Publié le 22 Jul 2015 - 00:31
AVIS D’INEXPERT

La place de Habré est au pinacle, pas au prétoire

 

Ouvert en fanfare médiatique le lundi 20 juillet au palais de justice de Dakar, le procès de l’ancien chef de l’Etat tchadien, Hissein Habré, semble plus intéresser la presse sénégalaise que celle tchadienne supposée informer une opinion publique pour laquelle d’ailleurs on a justifié la retransmission en direct à la télévision de l’ouverture ; une retransmission assurée en exclusivité par la télévision publique sénégalaise dont toutes les autres chaînes du Sénégal et du reste du monde reprennent le travail de captation des scènes du prétoire dakarois.

Tout un déploiement cathodique en dépit de la loi sénégalaise qui interdit la retransmission et les enregistrements radiophoniques et télévisuels d’une audience de tribunal. Mais, on a allégué que c’est une cour spéciale, les Chambres africaines extraordinaires, dont les pouvoirs sont au-dessus de la loi de la République du Sénégal qui pourtant abrite ce procès. D’ordinaire, aucun journaliste sénégalais couvrant un procès n’est autorisé à enregistrer les débats. Même un téléphone portable qui sonne en pleine audience risque de valoir à son détenteur des poursuites judiciaires ou, au minimum, l’expulsion de la salle d’audience. Mais, voilà qu’on juge un ancien chef d’Etat et tombent tous ces interdits de la loi ? Oui, c’est un procès historique ! Soit ! Cela vaut-il qu’on torde la main à la loi sénégalaise qui fait ainsi allégeance aux Chambres africaines extraordinaires ? Non, à notre avis.

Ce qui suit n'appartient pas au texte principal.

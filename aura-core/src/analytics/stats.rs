//! Statistical primitives
//!
//! Every analyzer goes through these functions; none of them re-derives a
//! mean or a correlation inline. Variance is the population variance
//! (divide by `n`) everywhere.
//!
//! | Function | Degenerate input | Result |
//! |----------|------------------|--------|
//! | [`mean`], [`variance`], [`std_dev`] | empty | `None` |
//! | [`pearson`] | zero variance in either series | `0.0` |
//! | [`linear_regression`] | all `x` equal | slope `0`, intercept `mean(y)` |
//! | [`r_squared`] | constant `y` | `0.0` |

use serde::Serialize;

/// Sums of squares below this are treated as zero.
const ZERO_SPREAD: f64 = 1e-12;

/// Arithmetic mean. `None` for an empty slice.
pub fn mean(values: &[f64]) -> Option<f64> {
    if values.is_empty() {
        return None;
    }
    Some(values.iter().sum::<f64>() / values.len() as f64)
}

/// Population variance. `None` for an empty slice.
pub fn variance(values: &[f64]) -> Option<f64> {
    let m = mean(values)?;
    let sum_sq: f64 = values.iter().map(|v| (v - m).powi(2)).sum();
    Some(sum_sq / values.len() as f64)
}

/// Population standard deviation. `None` for an empty slice.
pub fn std_dev(values: &[f64]) -> Option<f64> {
    variance(values).map(f64::sqrt)
}

/// Means and centered sums `(x̄, ȳ, Σ(x-x̄)², Σ(y-ȳ)², Σ(x-x̄)(y-ȳ))` over the common prefix.
fn centered_sums(xs: &[f64], ys: &[f64]) -> Option<(f64, f64, f64, f64, f64)> {
    let n = xs.len().min(ys.len());
    let mx = mean(&xs[..n])?;
    let my = mean(&ys[..n])?;

    let (mut sxx, mut syy, mut sxy) = (0.0, 0.0, 0.0);
    for (x, y) in xs.iter().zip(ys.iter()) {
        let dx = x - mx;
        let dy = y - my;
        sxx += dx * dx;
        syy += dy * dy;
        sxy += dx * dy;
    }
    Some((mx, my, sxx, syy, sxy))
}

/// Pearson correlation coefficient in `[-1, 1]`.
///
/// Zero variance in either series (or empty input) yields `0.0`.
/// Series of unequal length are compared over their common prefix.
pub fn pearson(xs: &[f64], ys: &[f64]) -> f64 {
    let Some((_, _, sxx, syy, sxy)) = centered_sums(xs, ys) else {
        return 0.0;
    };
    if sxx <= ZERO_SPREAD || syy <= ZERO_SPREAD {
        return 0.0;
    }
    (sxy / (sxx * syy).sqrt()).clamp(-1.0, 1.0)
}

/// A fitted line `y = slope * x + intercept`.
#[derive(Debug, Clone, Copy, PartialEq, Serialize)]
pub struct LinearFit {
    pub slope: f64,
    pub intercept: f64,
}

impl LinearFit {
    /// Value of the line at `x`.
    pub fn predict(&self, x: f64) -> f64 {
        self.slope * x + self.intercept
    }
}

/// Least-squares line through `(xs[i], ys[i])`.
///
/// `None` for empty input. When every `x` is equal the slope is `0` and the
/// intercept is `mean(y)`.
pub fn linear_regression(xs: &[f64], ys: &[f64]) -> Option<LinearFit> {
    let (mx, my, sxx, _, sxy) = centered_sums(xs, ys)?;
    if sxx <= ZERO_SPREAD {
        return Some(LinearFit {
            slope: 0.0,
            intercept: my,
        });
    }
    let slope = sxy / sxx;
    Some(LinearFit {
        slope,
        intercept: my - slope * mx,
    })
}

/// Coefficient of determination of `fit` over the data.
///
/// A constant `y` (nothing to explain) yields `0.0`.
pub fn r_squared(xs: &[f64], ys: &[f64], fit: &LinearFit) -> f64 {
    let n = xs.len().min(ys.len());
    let Some(my) = mean(&ys[..n]) else {
        return 0.0;
    };

    let ss_total: f64 = ys[..n].iter().map(|y| (y - my).powi(2)).sum();
    if ss_total <= ZERO_SPREAD {
        return 0.0;
    }
    let ss_residual: f64 = xs
        .iter()
        .zip(ys.iter())
        .map(|(x, y)| (y - fit.predict(*x)).powi(2))
        .sum();

    1.0 - ss_residual / ss_total
}

/// Round to one decimal place.
pub fn round1(value: f64) -> f64 {
    (value * 10.0).round() / 10.0
}

/// Fraction in `[0, 1]` as a whole percent.
pub fn percent(fraction: f64) -> u8 {
    (fraction * 100.0).round().clamp(0.0, 100.0) as u8
}

#[cfg(test)]
mod tests {
    use super::*;

    const EPS: f64 = 1e-9;

    #[test]
    fn test_empty_inputs() {
        assert_eq!(mean(&[]), None);
        assert_eq!(variance(&[]), None);
        assert_eq!(std_dev(&[]), None);
        assert_eq!(linear_regression(&[], &[]), None);
        assert_eq!(pearson(&[], &[]), 0.0);
    }

    #[test]
    fn test_population_variance() {
        // Population variance of 2,4,4,4,5,5,7,9 is exactly 4
        let values = [2.0, 4.0, 4.0, 4.0, 5.0, 5.0, 7.0, 9.0];
        assert_eq!(mean(&values), Some(5.0));
        assert!((variance(&values).unwrap() - 4.0).abs() < EPS);
        assert!((std_dev(&values).unwrap() - 2.0).abs() < EPS);
    }

    #[test]
    fn test_variance_never_negative() {
        let samples: [&[f64]; 4] = [
            &[5.0],
            &[1.0, 10.0],
            &[0.1, 0.1, 0.1],
            &[3.3, 7.7, 1.1, 9.9, 4.4],
        ];
        for values in samples {
            assert!(variance(values).unwrap() >= 0.0);
        }
    }

    #[test]
    fn test_pearson_bounds_and_symmetry() {
        let xs = [1.0, 2.0, 3.0, 4.0, 5.0, 6.0];
        let ys = [2.0, 1.0, 4.0, 3.0, 7.0, 5.0];
        let r = pearson(&xs, &ys);
        assert!((-1.0..=1.0).contains(&r));
        assert_eq!(r, pearson(&ys, &xs));

        let inverted: Vec<f64> = xs.iter().map(|x| 10.0 - 2.0 * x).collect();
        assert!((pearson(&xs, &inverted) + 1.0).abs() < EPS);
        assert!((pearson(&xs, &xs) - 1.0).abs() < EPS);
    }

    #[test]
    fn test_pearson_constant_series_is_zero() {
        let constant = [5.0, 5.0, 5.0, 5.0];
        let ys = [1.0, 7.0, 3.0, 9.0];
        assert_eq!(pearson(&constant, &ys), 0.0);
        assert_eq!(pearson(&ys, &constant), 0.0);

        let tenths = [0.1, 0.1, 0.1];
        assert_eq!(pearson(&tenths, &[1.0, 2.0, 3.0]), 0.0);
    }

    #[test]
    fn test_regression_recovers_line() {
        let xs: Vec<f64> = (0..10).map(f64::from).collect();
        let ys: Vec<f64> = xs.iter().map(|x| 1.5 * x - 2.0).collect();

        let fit = linear_regression(&xs, &ys).unwrap();
        assert!((fit.slope - 1.5).abs() < EPS);
        assert!((fit.intercept + 2.0).abs() < EPS);
        assert!((r_squared(&xs, &ys, &fit) - 1.0).abs() < EPS);
    }

    #[test]
    fn test_regression_degenerate_x() {
        let xs = [3.0, 3.0, 3.0];
        let ys = [1.0, 2.0, 6.0];
        let fit = linear_regression(&xs, &ys).unwrap();
        assert_eq!(fit.slope, 0.0);
        assert!((fit.intercept - 3.0).abs() < EPS);
    }

    #[test]
    fn test_r_squared_constant_y_is_zero() {
        let xs = [0.0, 1.0, 2.0, 3.0];
        let ys = [4.0, 4.0, 4.0, 4.0];
        let fit = linear_regression(&xs, &ys).unwrap();
        assert_eq!(fit.slope, 0.0);
        assert_eq!(r_squared(&xs, &ys, &fit), 0.0);
    }

    #[test]
    fn test_rounding_helpers() {
        assert_eq!(round1(6.44), 6.4);
        assert_eq!(round1(6.46), 6.5);
        assert_eq!(percent(0.456), 46);
        assert_eq!(percent(1.3), 100);
        assert_eq!(percent(-0.2), 0);
    }
}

La presse n’est-elle pas suffisamment professionnelle pour assurer une couverture convenable, exhaustive de ce procès ? Ce que font au quotidien les chroniqueurs judiciaires de Dakar et ailleurs à travers le pays est assez louable… Est-ce en tordant le cou à la loi sénégalaise en retransmettant le procès Habré qu’on va informer le mieux le peuple tchadien  du retentissant jugement à Dakar ? Nous ne pensons pas, non plus.

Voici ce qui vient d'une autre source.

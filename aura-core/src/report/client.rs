//! HTTP client for the pattern analysis service

use std::time::Duration;

use serde::{Deserialize, Serialize};

use crate::config::ReportConfig;
use crate::error::{Error, Result};
use crate::types::Entry;

/// Body of POST /api/v1/analyze-patterns
#[derive(Debug, Serialize)]
pub struct AnalysisRequest<'a> {
    pub entries: &'a [Entry],
}

/// Response from POST /api/v1/analyze-patterns
#[derive(Debug, Clone, PartialEq, Serialize, Deserialize)]
pub struct AnalysisResponse {
    /// Free-form report text
    pub analysis: String,
    /// Kind of analysis the service ran (e.g. "standard")
    #[serde(default)]
    pub analysis_type: Option<String>,
    /// Number of entries the service looked at
    pub entries_analyzed: usize,
}

/// HTTP client for the analysis service
pub struct AuraReportClient {
    http_client: reqwest::Client,
    base_url: String,
    min_entries: usize,
}

impl AuraReportClient {
    /// Create a new report client from configuration
    pub fn new(config: &ReportConfig) -> Result<Self> {
        config.validate()?;

        let http_client = reqwest::Client::builder()
            .timeout(Duration::from_secs(config.timeout_secs))
            .build()
            .map_err(|e| Error::Config(format!("failed to create HTTP client: {}", e)))?;

        Ok(Self {
            http_client,
            base_url: config.server_url.trim_end_matches('/').to_string(),
            min_entries: config.min_entries,
        })
    }

    /// Endpoint the entries are posted to.
    pub fn endpoint(&self) -> String {
        format!("{}/api/v1/analyze-patterns", self.base_url)
    }

    /// Send the full entry collection for analysis.
    ///
    /// Fails without a request when fewer than `min_entries` entries exist.
    /// A non-2xx response fails with the response's status text.
    pub async fn analyze_patterns(&self, entries: &[Entry]) -> Result<AnalysisResponse> {
        if entries.len() < self.min_entries {
            return Err(Error::InsufficientEntries {
                required: self.min_entries,
                actual: entries.len(),
            });
        }

        let url = self.endpoint();
        tracing::info!(url = %url, entries = entries.len(), "Requesting aura report");

        let response = self
            .http_client
            .post(&url)
            .json(&AnalysisRequest { entries })
            .send()
            .await
            .map_err(|e| Error::Report(format!("HTTP request failed: {}", e)))?;

        let status = response.status();
        if !status.is_success() {
            let status_text = status
                .canonical_reason()
                .map(str::to_string)
                .unwrap_or_else(|| status.as_u16().to_string());
            tracing::warn!(status = %status, "Aura report request failed");
            return Err(Error::Report(format!("Analysis failed: {}", status_text)));
        }

        let result: AnalysisResponse = response
            .json()
            .await
            .map_err(|e| Error::Report(format!("failed to parse response: {}", e)))?;

        tracing::debug!(
            entries_analyzed = result.entries_analyzed,
            analysis_type = ?result.analysis_type,
            "Aura report received"
        );
        Ok(result)
    }
}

Il y a un paradoxe dans cette novation : lundi matin, pendant que des chaînes de télévision sénégalaises s’en donnaient à cœur joie, la télévision publique tchadienne – en tout cas, le signal disponible sur le bouquet de Canal Satellite-Sénégal - diffusait du folklore tchadien puis des variétés musicales de ce pays. Et pourtant, le journal arabe de 19 h (heure de N’Djamena) n’a même pas ouvert sur cette actualité touchant le pays, mais géographiquement éloignée. Il n’est venu qu’en  troisième position du journal télévisé de la chaîne publique du Tchad.

Ce procès n’est notre affaire que par ce qu’il se déroule sur le sol sénégalais. Certes, ce n’est pas une raison de ne pas s’y intéresser, mais il y avait d’autres sujets qui auraient pu intéresser les Sénégalais. Ne soyons pas plus royalistes que les Tchadiens, c’est-à-dire plus concernés qu’eux par le jugement de leur ancien président de la République.

Ce procès fait à un ancien chef d’Etat tchadien nous paraît injuste, inéquitable au regard du patriotisme intransigeant de ce dernier, au regard du combat libérateur qu’il a mené pour l’intégrité territoriale de son pays… C’est comme si le général De Gaulle était jugé pour crimes commis par les résistants au lendemain de la Libération de la France de l’occupation. Si la Bande d’Aouzou (le Nord du Tchad) est redevenue territoire tchadien, c’est à la pugnacité et à la stratégie guerrières et politiques de Habré qu’on le doit. Il y avait la Libération de la France ; il y a eu la libération d’Aouzou.

C’est pour cette raison et pour tant d’autres encore que ce procès restera comme une arête en travers de la gorge des nationalistes africains. Même la Belgique, dont les crimes sordides au Congo sont inoubliables, ne prévoit pas de juger les assassins de Patrice Lumumba dont ce hideux protagoniste qui ose encore révéler avoir découpé en trente-cinq morceaux le corps du nationaliste congolais Patrice Lumumba.

On ne pourra pas écarter les prises de position dans l’expression de notre point de vue sur cette affaire. Nous reprenons à notre compte et partageons le cri indigné de confrères de Sud Quotidien, Abdoulaye Thiam, Bacary Domingo Mané qui parlent de « procès d’un authentique combattant de la promotion et de la sauvegarde de la dignité de l’Afrique et de l’homme noir ». Seuls comprendront le sens de ce propos ceux qui courant 1982 ont vécu les mois et jours de combats héroïques de la marche de Habré vers la libération de son pays, les bombardements de Faya Largeau par les avions de chasse libyens, les rezzous tout aussi audacieux que  victorieux de l’armée tchadienne contre les troupes humiliées du colonel Khalifa Haftar, aujourd’hui un des chefs des factions qui ensanglantent la Libye post-Kadhafi.

Parlons comme certains démagogues sénégalais en disant que la place de Habré n’est pas la prison, mais le pinacle. Le dire, n’est pas se faire l’avocat du diable.